La renovada agresión que vemos hoy casi sin genuino azoramiento, realizada en nombre de la «Guerra contra el Terrorismo», sólo promete a los herederos de Príamo, Darío y Saladino más sangre ¿Pero recordarán los herederos de Agamenón y Ulises que la desmesura siempre recibe castigo? Pues, en cada suburbio bombardeado con las «inteligentes» bombas norteamericanas o israelíes, en cada familia ultrajada, en cada minoría desplazada, encontrará Bin Laden[14] un nuevo joven recluta, dispuesto a cargar explosivos con andar sereno en una mochila, a estrellar aviones contra un edificio de un centenar de pisos, o sabrá Dios -el de cada quien- a qué otro sangriento designio.

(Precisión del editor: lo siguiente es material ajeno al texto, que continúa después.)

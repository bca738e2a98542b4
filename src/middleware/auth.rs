//! Root access-key extractor for administrative routes.

use std::collections::HashMap;

use axum::extract::{FromRequestParts, Query};
use axum::http::request::Parts;

use crate::errors::AppError;
use crate::AppState;

/// Header carrying the access key; a `key` query parameter is accepted as
/// a fallback.
pub const ACCESS_KEY_HEADER: &str = "atrium-access-key";

/// Marker extractor: the request carried the configured root access key.
///
/// ```ignore
/// async fn handler(_root: RootKey, State(state): State<AppState>) { ... }
/// ```
#[derive(Debug, Clone)]
pub struct RootKey;

impl FromRequestParts<AppState> for RootKey {
    type Rejection = AppError;

    async fn from_request_parts(
        parts: &mut Parts,
        state: &AppState,
    ) -> Result<Self, Self::Rejection> {
        let header_key = parts
            .headers
            .get(ACCESS_KEY_HEADER)
            .and_then(|v| v.to_str().ok())
            .map(str::to_string);

        let key = match header_key {
            Some(key) if !key.is_empty() => key,
            _ => Query::<HashMap<String, String>>::try_from_uri(&parts.uri)
                .ok()
                .and_then(|Query(params)| params.get("key").cloned())
                .filter(|key| !key.is_empty())
                .ok_or_else(|| AppError::forbidden("No key provided!"))?,
        };

        if key != state.config.root_access_key {
            return Err(AppError::forbidden("Require Root key!"));
        }

        Ok(RootKey)
    }
}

Ezequiel Meler, [email protected]



[1] Dedico este trabajo a mis interlocutores de los últimos tiempos: Julián Giglio, Laura Cucchi, Silvina Cormick y, last but not least, a Juan Pablo Fasano.

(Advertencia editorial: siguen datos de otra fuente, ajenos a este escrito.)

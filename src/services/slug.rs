//! Slug derivation for primary text fields.

use std::sync::LazyLock;

use regex::Regex;

static NON_SLUG: LazyLock<Regex> = LazyLock::new(|| Regex::new(r"[^a-z0-9_\s-]").unwrap());
static RUNS: LazyLock<Regex> = LazyLock::new(|| Regex::new(r"[\s-]+").unwrap());
static SEPARATOR: LazyLock<Regex> = LazyLock::new(|| Regex::new(r"[\s_]").unwrap());

/// Derive the `stripped` slug: lowercase, drop everything outside
/// `[a-z0-9_ -]`, collapse whitespace/dash runs, then join with dashes.
pub fn strip_text(text: &str) -> String {
    let lowered = text.to_lowercase();
    let cleaned = NON_SLUG.replace_all(&lowered, "");
    let collapsed = RUNS.replace_all(&cleaned, " ");
    SEPARATOR.replace_all(&collapsed, "-").into_owned()
}

#[cfg(test)]
mod tests {
    use super::*;

    #[test]
    fn basic_title() {
        assert_eq!(strip_text("Hello, World!"), "hello-world");
    }

    #[test]
    fn punctuation_is_dropped_before_joining() {
        assert_eq!(strip_text("Law & Order: Annual Review"), "law-order-annual-review");
    }

    #[test]
    fn runs_of_spaces_and_dashes_collapse() {
        assert_eq!(strip_text("spaced   --  out"), "spaced-out");
    }

    #[test]
    fn underscores_become_dashes() {
        assert_eq!(strip_text("snake_case_title"), "snake-case-title");
    }

    #[test]
    fn digits_survive() {
        assert_eq!(strip_text("Top 10 Rulings of 2024"), "top-10-rulings-of-2024");
    }

    #[test]
    fn idempotent_on_existing_slugs() {
        let once = strip_text("Annual General Meeting");
        assert_eq!(strip_text(&once), once);
    }
}
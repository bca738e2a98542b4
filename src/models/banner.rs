//! Homepage banner model.

use chrono::{DateTime, Utc};
use serde::{Deserialize, Serialize};
use sqlx::FromRow;
use validator::Validate;

#[derive(Debug, Clone, Serialize, FromRow)]
pub struct Banner {
    pub unique_id: String,
    pub title: Option<String>,
    pub url: Option<String>,
    pub image: Option<String>,
    pub status: i16,
    pub created_at: DateTime<Utc>,
    pub updated_at: DateTime<Utc>,
}

/// Shared by create and update: both fields optional, and an update with an
/// absent field nulls it out rather than leaving it untouched.
#[derive(Debug, Clone, Default, Deserialize, Validate)]
pub struct BannerInput {
    #[validate(length(min = 3, max = 500, message = "Invalid length (3 - 500) characters"))]
    pub title: Option<String>,
    #[validate(url(message = "Value must be a specified url path"))]
    pub url: Option<String>,
}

[2] Nietzsche, Friedrich: Sobre la utilidad y los perjuicios de la historia para la vida, Madrid, EDAF, 2000, P. 66.

[3] Un clásico sobre este tema es Finley, M. I.: El mundo de Odiseo, México, FCE, 1966. Más cerca en el tiempo, es ineludible Hartog, F.: Memoria de Ulises. Relatos sobre la frontera en la antigua Grecia, México, FCE, 1999.

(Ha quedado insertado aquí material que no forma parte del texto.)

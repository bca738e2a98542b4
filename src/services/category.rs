//! Category service.

use sqlx::PgPool;
use uuid::Uuid;

use crate::config::ListSettings;
use crate::errors::AppError;
use crate::models::category::{Category, CategorySummary, CreateCategory, UpdateCategory};
use crate::models::pagination::{ListParams, Listed};
use crate::models::status;
use crate::services::listing::{self, ListFilter, ResourceQuery};
use crate::services::slug::strip_text;
use crate::services::storage::StoredImage;

const COLUMNS: &str = "unique_id, name, stripped, image, status, created_at, updated_at";

// Public listings drop the timestamps as well.
const SUMMARY_COLUMNS: &str = "unique_id, name, stripped, image, status";

const CATEGORIES: ResourceQuery = ResourceQuery {
    table: "categories",
    joins: "",
    columns: COLUMNS,
    primary_field: "name",
    qualifier: "",
};

const CATEGORIES_PUBLIC: ResourceQuery = ResourceQuery {
    table: "categories",
    joins: "",
    columns: SUMMARY_COLUMNS,
    primary_field: "name",
    qualifier: "",
};

pub async fn list_root(
    pool: &PgPool,
    params: &ListParams,
    settings: &ListSettings,
) -> Result<Listed<Category>, AppError> {
    listing::list_page(pool, &CATEGORIES, &ListFilter::default(), params, settings).await
}

pub async fn search_root(
    pool: &PgPool,
    search: &str,
    params: &ListParams,
    settings: &ListSettings,
) -> Result<Listed<Category>, AppError> {
    listing::list_page(pool, &CATEGORIES, &ListFilter::searching(search), params, settings).await
}

pub async fn list_public(
    pool: &PgPool,
    params: &ListParams,
    settings: &ListSettings,
) -> Result<Listed<CategorySummary>, AppError> {
    listing::list_page(pool, &CATEGORIES_PUBLIC, &ListFilter::active(), params, settings).await
}

pub async fn search_public(
    pool: &PgPool,
    search: &str,
    params: &ListParams,
    settings: &ListSettings,
) -> Result<Listed<CategorySummary>, AppError> {
    let mut filter = ListFilter::active();
    filter.search = Some(search.to_string());
    listing::list_page(pool, &CATEGORIES_PUBLIC, &filter, params, settings).await
}

/// Root lookup by unique id, any status.
pub async fn find_root(pool: &PgPool, unique_id: &str) -> Result<Category, AppError> {
    let sql = format!("SELECT {COLUMNS} FROM categories WHERE unique_id = $1");
    sqlx::query_as::<_, Category>(&sql)
        .bind(unique_id)
        .fetch_optional(pool)
        .await?
        .ok_or_else(|| AppError::not_found("Category not found"))
}

/// Public lookup by slug.
pub async fn find_public_by_stripped(
    pool: &PgPool,
    stripped: &str,
) -> Result<Category, AppError> {
    let sql = format!("SELECT {COLUMNS} FROM categories WHERE stripped = $1 AND status = $2");
    sqlx::query_as::<_, Category>(&sql)
        .bind(stripped)
        .bind(status::ACTIVE)
        .fetch_optional(pool)
        .await?
        .ok_or_else(|| AppError::not_found("Category not found"))
}

/// Precondition shared with the post service: the referenced category must
/// exist and be active.
pub async fn ensure_active(pool: &PgPool, unique_id: &str) -> Result<(), AppError> {
    let found: Option<String> = sqlx::query_scalar(
        "SELECT unique_id FROM categories WHERE unique_id = $1 AND status = $2",
    )
    .bind(unique_id)
    .bind(status::ACTIVE)
    .fetch_optional(pool)
    .await?;
    if found.is_none() {
        return Err(AppError::validation("Category not found!"));
    }
    Ok(())
}

async fn ensure_name_available(
    pool: &PgPool,
    name: &str,
    exclude_unique_id: Option<&str>,
) -> Result<(), AppError> {
    let pattern = format!("%{name}");
    let slug = strip_text(name);

    let existing: Option<String> = match exclude_unique_id {
        Some(exclude) => {
            sqlx::query_scalar(
                "SELECT unique_id FROM categories \
                 WHERE (name ILIKE $1 OR stripped = $2) AND status = $3 AND unique_id <> $4 \
                 LIMIT 1",
            )
            .bind(&pattern)
            .bind(&slug)
            .bind(status::ACTIVE)
            .bind(exclude)
            .fetch_optional(pool)
            .await?
        }
        None => {
            sqlx::query_scalar(
                "SELECT unique_id FROM categories \
                 WHERE (name ILIKE $1 OR stripped = $2) AND status = $3 LIMIT 1",
            )
            .bind(&pattern)
            .bind(&slug)
            .bind(status::ACTIVE)
            .fetch_optional(pool)
            .await?
        }
    };

    if existing.is_some() {
        return Err(AppError::conflict("Category already exists!"));
    }
    Ok(())
}

pub async fn create(
    pool: &PgPool,
    input: &CreateCategory,
    image: &StoredImage,
) -> Result<String, AppError> {
    ensure_name_available(pool, &input.name, None).await?;

    let unique_id = Uuid::new_v4().to_string();
    sqlx::query(
        "INSERT INTO categories (unique_id, name, stripped, image, image_public_id, status) \
         VALUES ($1, $2, $3, $4, $5, $6)",
    )
    .bind(&unique_id)
    .bind(&input.name)
    .bind(strip_text(&input.name))
    .bind(&image.url)
    .bind(&image.public_id)
    .bind(status::ACTIVE)
    .execute(pool)
    .await?;

    Ok(unique_id)
}

/// Rename an active category (re-derives the slug).
pub async fn update(
    pool: &PgPool,
    unique_id: &str,
    input: &UpdateCategory,
) -> Result<(), AppError> {
    ensure_name_available(pool, &input.name, Some(unique_id)).await?;

    let updated = sqlx::query(
        "UPDATE categories SET name = $2, stripped = $3, updated_at = NOW() \
         WHERE unique_id = $1 AND status = $4",
    )
    .bind(unique_id)
    .bind(&input.name)
    .bind(strip_text(&input.name))
    .bind(status::ACTIVE)
    .execute(pool)
    .await?;

    if updated.rows_affected() == 0 {
        return Err(AppError::not_found("Category not found"));
    }
    Ok(())
}

pub async fn update_image(
    pool: &PgPool,
    unique_id: &str,
    image: &StoredImage,
) -> Result<Option<String>, AppError> {
    let previous: Option<Option<String>> =
        sqlx::query_scalar("SELECT image_public_id FROM categories WHERE unique_id = $1")
            .bind(unique_id)
            .fetch_optional(pool)
            .await?;
    let previous = previous.ok_or_else(|| AppError::not_found("Category not found"))?;

    let updated = sqlx::query(
        "UPDATE categories SET image = $2, image_public_id = $3, updated_at = NOW() \
         WHERE unique_id = $1 AND status = $4",
    )
    .bind(unique_id)
    .bind(&image.url)
    .bind(&image.public_id)
    .bind(status::ACTIVE)
    .execute(pool)
    .await?;

    if updated.rows_affected() == 0 {
        return Err(AppError::not_found("Category not found"));
    }
    Ok(previous)
}

pub async fn toggle_status(pool: &PgPool, unique_id: &str) -> Result<i16, AppError> {
    let current: Option<i16> =
        sqlx::query_scalar("SELECT status FROM categories WHERE unique_id = $1")
            .bind(unique_id)
            .fetch_optional(pool)
            .await?;
    let current = current.ok_or_else(|| AppError::bad_request("Details not found!"))?;

    let next = status::toggled(current);
    sqlx::query("UPDATE categories SET status = $2, updated_at = NOW() WHERE unique_id = $1")
        .bind(unique_id)
        .bind(next)
        .execute(pool)
        .await?;

    Ok(next)
}

/// Hard delete. Posts still referencing the category make the foreign key
/// object; that surfaces as a store error, not a cascade.
pub async fn delete(pool: &PgPool, unique_id: &str) -> Result<Option<String>, AppError> {
    let previous: Option<Option<String>> =
        sqlx::query_scalar("SELECT image_public_id FROM categories WHERE unique_id = $1")
            .bind(unique_id)
            .fetch_optional(pool)
            .await?;
    let previous = previous.ok_or_else(|| AppError::not_found("Category not found"))?;

    let deleted = sqlx::query("DELETE FROM categories WHERE unique_id = $1 AND status = $2")
        .bind(unique_id)
        .bind(status::ACTIVE)
        .execute(pool)
        .await?;

    if deleted.rows_affected() == 0 {
        return Err(AppError::not_found("Category not found"));
    }
    Ok(previous)
}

[4] Hartog: Memoria de Ulises…, p. 122.

[5] Heródoto: Historias, Madrid, Gredos, 2000, V, 78, p. 138-139.

[6] Hartog: Memoria de Ulises, p. 118.

[7] Es muy interesante en este sentido la tesis de Alain Guerreau, sobre la función de hegemonía de la Iglesia respecto del entero orden feudal. Véase, al respecto, Guerreau, A.: El Feudalismo. Un horizonte teórico, Barcelona, Crítica, 1984, especialmente el capítulo 6, pp. 229 y ss.

[8] Anderson, Perry: El estado absolutista, Madrid, Siglo XXI, 1994, pp. 407-408.

[9] Ibídem, p. 408.

[10] Ibídem, p. 410, p. 477.

[11] Ibídem, p. 479.

[12] Ibídem, nota B, pp. 476-568, pero muy especialmente la página 507.

[13] Ibídem, p. 568.

[14] O quien sea que lo releve, pues la innovación organizativa de Al Qaeda -es decir, la unificación en una sola fuerza militar de los grupos fundamentalistas más significativos, la globalización de conflictos antes territorialmente acotados, y el ataque a los intereses y a la sociedad civil europea- parece a todas luces imperecedera, aún si el liderazgo actual es desmantelado. Al respecto, véase Meler, Ezequiel: «Al Qaeda y el nuevo terrorismo fundamentalista. Un acercamiento político distinto», en www.rebelion.org, 22 de febrero de 2006.